The general recognition of sociology in Japan can be dated to the Meiji Revolution of 1868. At that time, the revolution influenced the modernisation progress of Japan and created changes to both the social and political structures of the nation.

The sociology of Herbert Spencer was first introduced to Japan with the arrival of Ernest Fenollosa, a visiting professor of philosophy and political economy at Tokyo University. This and the subsequent creation of the first Chair of Sociology led by Toyama Shōichi are milestones in establishing Japanese Sociology. Takebe Tongo was the first Chair of Sociology at Tokyo University, which was then called the Tokyo Imperial University.
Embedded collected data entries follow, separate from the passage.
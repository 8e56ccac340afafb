use serde::{Deserialize, Serialize};
use sqlx::{FromRow, PgPool};

#[derive(Debug, Clone, Serialize, Deserialize, FromRow)]
pub struct Card {
    pub id: i32,
    pub user_id: i32,
    // Only ever holds the last 4 digits; the full number is discarded before
    // the insert.
    pub card_number: String,
    pub name_on_card: String,
    pub address: String,
    pub city: String,
    pub state: String,
    pub zip_code: String,
    pub expiry_month: String,
    pub expiry_year: String,
    pub cvv: String,
}

#[derive(Debug, Clone)]
pub struct CreateCardData {
    pub user_id: i32,
    pub card_number: String,
    pub name_on_card: String,
    pub address: String,
    pub city: String,
    pub state: String,
    pub zip_code: String,
    pub expiry_month: String,
    pub expiry_year: String,
    pub cvv: String,
}

/// The subset of card fields exposed when listing a user's cards.
#[derive(Debug, Clone, Serialize, Deserialize, FromRow)]
pub struct CardSummary {
    pub id: i32,
    pub card_number: String,
    pub name_on_card: String,
    pub expiry_month: String,
    pub expiry_year: String,
}

impl Card {
    pub async fn create(pool: &PgPool, data: CreateCardData) -> Result<Self, sqlx::Error> {
        let card = sqlx::query_as::<_, Self>(
            r#"
            INSERT INTO cards (user_id, card_number, name_on_card, address, city, state, zip_code, expiry_month, expiry_year, cvv)
            VALUES ($1, $2, $3, $4, $5, $6, $7, $8, $9, $10)
            RETURNING *
            "#,
        )
        .bind(data.user_id)
        .bind(&data.card_number)
        .bind(&data.name_on_card)
        .bind(&data.address)
        .bind(&data.city)
        .bind(&data.state)
        .bind(&data.zip_code)
        .bind(&data.expiry_month)
        .bind(&data.expiry_year)
        .bind(&data.cvv)
        .fetch_one(pool)
        .await?;

        Ok(card)
    }

    pub async fn list_by_user(pool: &PgPool, user_id: i32) -> Result<Vec<CardSummary>, sqlx::Error> {
        sqlx::query_as::<_, CardSummary>(
            r#"
            SELECT id, card_number, name_on_card, expiry_month, expiry_year
            FROM cards
            WHERE user_id = $1
            ORDER BY id
            "#,
        )
        .bind(user_id)
        .fetch_all(pool)
        .await
    }

    /// Deletes a card by id. Returns false when no row matched.
    pub async fn delete(pool: &PgPool, id: i32) -> Result<bool, sqlx::Error> {
        let result = sqlx::query("DELETE FROM cards WHERE id = $1")
            .bind(id)
            .execute(pool)
            .await?;

        Ok(result.rows_affected() > 0)
    }
}
use axum::{extract::State, http::StatusCode, routing::get, Json, Router};
use serde::{Deserialize, Serialize};
use sqlx::PgPool;
use std::time::Instant;

use crate::api::AppState;

#[derive(Debug, Serialize, Deserialize)]
pub struct HealthResponse {
    pub status: String,
    pub timestamp: String,
    pub version: String,
    pub database: ServiceHealth,
}

#[derive(Debug, Serialize, Deserialize)]
pub struct ServiceHealth {
    pub status: String,
    pub response_time_ms: u128,
    #[serde(skip_serializing_if = "Option::is_none")]
    pub error: Option<String>,
}

/// Health check endpoint
/// Returns 200 when the database answers, 503 otherwise
async fn health_check(State(state): State<AppState>) -> (StatusCode, Json<HealthResponse>) {
    let db_health = check_database(&state.pool).await;
    let healthy = db_health.status == "healthy";

    let status_code = if healthy {
        StatusCode::OK
    } else {
        StatusCode::SERVICE_UNAVAILABLE
    };

    let response = HealthResponse {
        status: if healthy { "healthy" } else { "unhealthy" }.to_string(),
        timestamp: chrono::Utc::now().to_rfc3339(),
        version: env!("CARGO_PKG_VERSION").to_string(),
        database: db_health,
    };

    (status_code, Json(response))
}

async fn check_database(pool: &PgPool) -> ServiceHealth {
    let start = Instant::now();

    match sqlx::query("SELECT 1").fetch_one(pool).await {
        Ok(_) => ServiceHealth {
            status: "healthy".to_string(),
            response_time_ms: start.elapsed().as_millis(),
            error: None,
        },
        Err(e) => ServiceHealth {
            status: "unhealthy".to_string(),
            response_time_ms: start.elapsed().as_millis(),
            error: Some(format!("Database error: {}", e)),
        },
    }
}

pub fn router() -> Router<AppState> {
    Router::new().route("/health", get(health_check))
}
His work of General Principles of Sociology (1905–1908) was the first systematic work on sociology in Japan and imposed great influence on the study's future development.

== Development ==
The development of sociology in Japan can be generally categorised into four stages based on the various social, cultural structures and national policies at different stages of time.
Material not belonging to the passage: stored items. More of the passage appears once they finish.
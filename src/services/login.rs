/// How a login identifier should be looked up.
#[derive(Debug, Clone, Copy, PartialEq, Eq)]
pub enum LoginIdentifier {
    Email,
    Username,
}

impl LoginIdentifier {
    /// An input containing both `@` and `.` is treated as an email address,
    /// anything else as a username — even if a username with that exact
    /// string exists.
    pub fn classify(user_input: &str) -> Self {
        if user_input.contains('@') && user_input.contains('.') {
            LoginIdentifier::Email
        } else {
            LoginIdentifier::Username
        }
    }

    /// Error message for an identifier with no matching record.
    pub fn not_found_message(self) -> &'static str {
        match self {
            LoginIdentifier::Email => "Email not found",
            LoginIdentifier::Username => "Username not found",
        }
    }

    /// Error message for a password that fails verification.
    pub fn bad_password_message(self) -> &'static str {
        match self {
            LoginIdentifier::Email => "Email does not match password",
            LoginIdentifier::Username => "Username does not match password",
        }
    }
}

#[cfg(test)]
mod tests {
    use super::*;

    #[test]
    fn email_needs_both_at_and_dot() {
        assert_eq!(LoginIdentifier::classify("j@x.com"), LoginIdentifier::Email);
        assert_eq!(LoginIdentifier::classify("j@x"), LoginIdentifier::Username);
        assert_eq!(LoginIdentifier::classify("j.doe"), LoginIdentifier::Username);
        assert_eq!(LoginIdentifier::classify("jdoe"), LoginIdentifier::Username);
    }

    #[test]
    fn email_shaped_usernames_still_route_to_email() {
        // A registered username like "a@b.c" is unreachable at login.
        assert_eq!(LoginIdentifier::classify("a@b.c"), LoginIdentifier::Email);
    }
}
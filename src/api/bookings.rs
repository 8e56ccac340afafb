use axum::{
    extract::{Path, Query, State},
    http::StatusCode,
    routing::{delete, get, post},
    Json, Router,
};
use serde::{Deserialize, Serialize};
use serde_json::{json, Value as JsonValue};

use crate::api::AppState;
use crate::error::{require, require_nonempty, AppError, Result};
use crate::models::booking::{Booking, BookingSlot, CreateBookingData};

#[derive(Debug, Deserialize)]
struct AddBookingRequest {
    user_id: Option<i32>,
    date: Option<String>,
    time: Option<String>,
    court: Option<String>,
    participants: Option<JsonValue>,
    amount_paid: Option<JsonValue>,
    card_used: Option<JsonValue>,
}

impl AddBookingRequest {
    /// Validates the required fields. Empty strings and a zero user_id count
    /// as missing, same as absent keys.
    fn into_create_data(self) -> Result<CreateBookingData> {
        Ok(CreateBookingData {
            user_id: require("user_id", self.user_id.filter(|id| *id != 0))?,
            date: require_nonempty("date", self.date)?,
            time: require_nonempty("time", self.time)?,
            court: require_nonempty("court", self.court)?,
            participants: self.participants.unwrap_or_else(|| json!([])),
            amount_paid: self.amount_paid.unwrap_or_else(|| json!({})),
            card_used: self.card_used.unwrap_or_else(|| json!({})),
        })
    }
}

/// POST /add_booking
async fn add_booking(
    State(state): State<AppState>,
    Json(body): Json<AddBookingRequest>,
) -> Result<(StatusCode, Json<JsonValue>)> {
    let booking = Booking::create(&state.pool, body.into_create_data()?).await?;

    tracing::info!(
        booking_id = booking.id,
        user_id = booking.user_id,
        date = %booking.date,
        court = %booking.court,
        "booking saved"
    );

    Ok((
        StatusCode::CREATED,
        Json(json!({ "message": "Booking saved" })),
    ))
}

/// GET /get_user_bookings/:user_id
///
/// Returns only the slot fields; the payment payload stays server-side.
/// An unknown user yields an empty list, not an error.
async fn get_user_bookings(
    State(state): State<AppState>,
    Path(user_id): Path<i32>,
) -> Result<Json<Vec<BookingSlot>>> {
    let slots = Booking::list_slots_by_user(&state.pool, user_id).await?;
    Ok(Json(slots))
}

#[derive(Debug, Deserialize)]
struct BookingsByDateParams {
    date: Option<String>,
}

/// Full booking detail for the by-date listing, structured sub-fields
/// included.
#[derive(Debug, Serialize)]
struct BookingDetail {
    user_id: i32,
    date: String,
    time: String,
    court: String,
    participants: JsonValue,
    amount_paid: JsonValue,
    card_used: JsonValue,
}

impl From<Booking> for BookingDetail {
    fn from(b: Booking) -> Self {
        Self {
            user_id: b.user_id,
            date: b.date,
            time: b.time,
            court: b.court,
            participants: b.participants,
            amount_paid: b.amount_paid,
            card_used: b.card_used,
        }
    }
}

/// GET /get_bookings_by_date?date=YYYY-MM-DD
async fn get_bookings_by_date(
    State(state): State<AppState>,
    Query(params): Query<BookingsByDateParams>,
) -> Result<Json<Vec<BookingDetail>>> {
    let date = require("date", params.date)?;
    let bookings = Booking::list_by_date(&state.pool, &date).await?;
    Ok(Json(bookings.into_iter().map(BookingDetail::from).collect()))
}

#[derive(Debug, Deserialize)]
struct CancelBookingParams {
    date: Option<String>,
    time: Option<String>,
    court: Option<String>,
}

impl CancelBookingParams {
    /// The full (date, time, court) triple is required; absent and empty
    /// values are both rejected.
    fn into_key(self) -> Result<(String, String, String)> {
        match (self.date, self.time, self.court) {
            (Some(d), Some(t), Some(c)) if !d.is_empty() && !t.is_empty() && !c.is_empty() => {
                Ok((d, t, c))
            }
            _ => Err(AppError::BadRequest(
                "Missing required parameters".to_string(),
            )),
        }
    }
}

/// DELETE /cancel_booking?date=&time=&court=
///
/// Bookings are cancelled by their natural (date, time, court) key rather
/// than by id; when duplicates exist only the oldest match is removed.
async fn cancel_booking(
    State(state): State<AppState>,
    Query(params): Query<CancelBookingParams>,
) -> Result<Json<JsonValue>> {
    let (date, time, court) = params.into_key()?;

    if !Booking::cancel(&state.pool, &date, &time, &court).await? {
        return Err(AppError::NotFound("Booking not found".to_string()));
    }

    tracing::info!(%date, %time, %court, "booking cancelled");

    Ok(Json(json!({ "message": "Booking cancelled" })))
}

pub fn router() -> Router<AppState> {
    Router::new()
        .route("/add_booking", post(add_booking))
        .route("/get_user_bookings/:user_id", get(get_user_bookings))
        .route("/get_bookings_by_date", get(get_bookings_by_date))
        .route("/cancel_booking", delete(cancel_booking))
}

#[cfg(test)]
mod tests {
    use super::*;

    #[test]
    fn booking_payload_defaults_are_empty_structures() {
        let body: AddBookingRequest = serde_json::from_str(
            r#"{"user_id": 1, "date": "2026-09-01", "time": "8:00am - 9:00am", "court": "Court 2"}"#,
        )
        .unwrap();

        let data = body.into_create_data().unwrap();
        assert_eq!(data.participants, json!([]));
        assert_eq!(data.amount_paid, json!({}));
        assert_eq!(data.card_used, json!({}));
    }

    #[test]
    fn empty_required_fields_fail_booking_validation() {
        let body: AddBookingRequest = serde_json::from_str(
            r#"{"user_id": 1, "date": "2026-09-01", "time": "8:00am - 9:00am", "court": ""}"#,
        )
        .unwrap();
        assert!(matches!(
            body.into_create_data(),
            Err(AppError::BadRequest(_))
        ));

        let body: AddBookingRequest = serde_json::from_str(
            r#"{"user_id": 0, "date": "2026-09-01", "time": "8:00am - 9:00am", "court": "Court 2"}"#,
        )
        .unwrap();
        assert!(matches!(
            body.into_create_data(),
            Err(AppError::BadRequest(_))
        ));
    }

    #[test]
    fn cancellation_key_rejects_empty_values() {
        let params = CancelBookingParams {
            date: Some(String::new()),
            time: Some("8:00am - 9:00am".to_string()),
            court: Some("Court 2".to_string()),
        };
        match params.into_key() {
            Err(AppError::BadRequest(msg)) => assert_eq!(msg, "Missing required parameters"),
            other => panic!("expected BadRequest, got {other:?}"),
        }

        let params = CancelBookingParams {
            date: Some("2026-09-01".to_string()),
            time: None,
            court: Some("Court 2".to_string()),
        };
        assert!(params.into_key().is_err());
    }

    #[test]
    fn complete_cancellation_key_passes() {
        let params = CancelBookingParams {
            date: Some("2026-09-01".to_string()),
            time: Some("8:00am - 9:00am".to_string()),
            court: Some("Court 2".to_string()),
        };
        let (date, time, court) = params.into_key().unwrap();
        assert_eq!(date, "2026-09-01");
        assert_eq!(time, "8:00am - 9:00am");
        assert_eq!(court, "Court 2");
    }

    #[test]
    fn structured_sub_fields_round_trip() {
        let participants = json!(["jdoe", "asmith"]);
        let amount_paid = json!({"jdoe": 12.5, "asmith": 12.5});
        let card_used = json!({"last4": "1111"});

        let detail = BookingDetail::from(Booking {
            id: 7,
            user_id: 1,
            date: "2026-09-01".to_string(),
            time: "8:00am - 9:00am".to_string(),
            court: "Court 2".to_string(),
            participants: participants.clone(),
            amount_paid: amount_paid.clone(),
            card_used: card_used.clone(),
        });

        let serialized = serde_json::to_value(&detail).unwrap();
        // Structural equality, not string equality.
        assert_eq!(serialized["participants"], participants);
        assert_eq!(serialized["amount_paid"], amount_paid);
        assert_eq!(serialized["card_used"], card_used);
        assert!(serialized.get("id").is_none());
    }
}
=== Stage 1: Pre-World War II (1878–1945) ===
Japanese sociology at its initial stage focused primarily on philosophical orientations and was largely influenced by sociological theories from Europe.

Sociology was first taught at Tokyo University in 1878 by Fenollosa, who was at that time a visiting professor of philosophy and political economy. Three years later, he was accompanied by Masakazu Toyama, who afterwards became the first official sociology professor in Japan and was awarded the title of "The Founder of Japanese Sociology". Both Fenollosa and Masakazu were promoters of Herbert Spencer's sociological theory which made Spencer's works significantly important to Japanese Sociology in the early years.

Other Western sociological theories were introduced to Japan during the late 1900s and early 1910s, including those by Ryukichi Endo, Emile Durkheim and Franklin Giddings. The Japan Institute of Sociology was established in 1913 by Tongo Takebe and was replaced by the Japan Sociological Society in 1924. Until World War II, sociology study in Japan was largely influenced by Western theories and in particular the German School.

=== Stage 2: Post-World War II (1946–1960s) ===
The second stage of the development of Japanese sociology was symbolised by a transition of emphasis from philosophical orientations to empirical orientations. The American School of sociology studies cast great influence upon the development of Japanese Sociology during this stage of time.

Social and political reform took place with the US occupation of Japan at the end of WWII. The traditional Japanese value system collapsed and the new idea of democratisation emerged. Sociology came into the public vision with the revision of values. During the 1950s, as part of educational system reform, sociology formally became a required subject of general studies in tertiary education in Japan. An increasing number of sociologists were needed with more sociology departments and progress established. American sociological theories started to gain attention during this fast-developing period of Japanese sociology.

The US occupation helped the spread of American sociological theories in Japan. At that point of time, the American sociologists were particularly emphasizing empirical studies and this ultimately led to the same transition towards empirical research methods in Japanese sociology. Two of the leading Japanese sociologists at that time were Tadashi Fukutake and Kunio Odaka. While they researched in different fields, Fukutake studying in rural sociology and Odaka studying in industrial sociology, they were both leading empirical sociologists conducting a large number of researched-based surveys.

=== Stage 3: Diversification (1960s–1990s) ===
The third stage of development of Japanese Sociology started during the 1960s. This stage of development is characterised by its various emphasis of studies. Both empirical orientation as well as philosophical and theoretical orientation were popular among the Japanese sociologists.

Changes in social structures were witnessed by the senior sociologists during the post-war stage. Yet these senior sociologists mainly belonged to a pre-war academic circle. Younger Japanese sociologists during this period tend to focus more on theoretical micro-sociological analysis than the macro analysis. Multi-dimensional paradigms started to grain attention within Japanese sociology, including those of Alfred Schutz, Anthony Giddens, Jürgen Habermas, and Pierre Bourdieu.

Thus many talented younger sociologists turned from Marxism to structuralism or structuralist social theory ... alternately accepted rather subjective methodologies and theories such as phenomenological sociology, symbolic interactionism and ethnomethodology ...
— Shoji Kokichi, A Preliminary Analysis of the History of Social Sciences in Contemporary Japan (1996)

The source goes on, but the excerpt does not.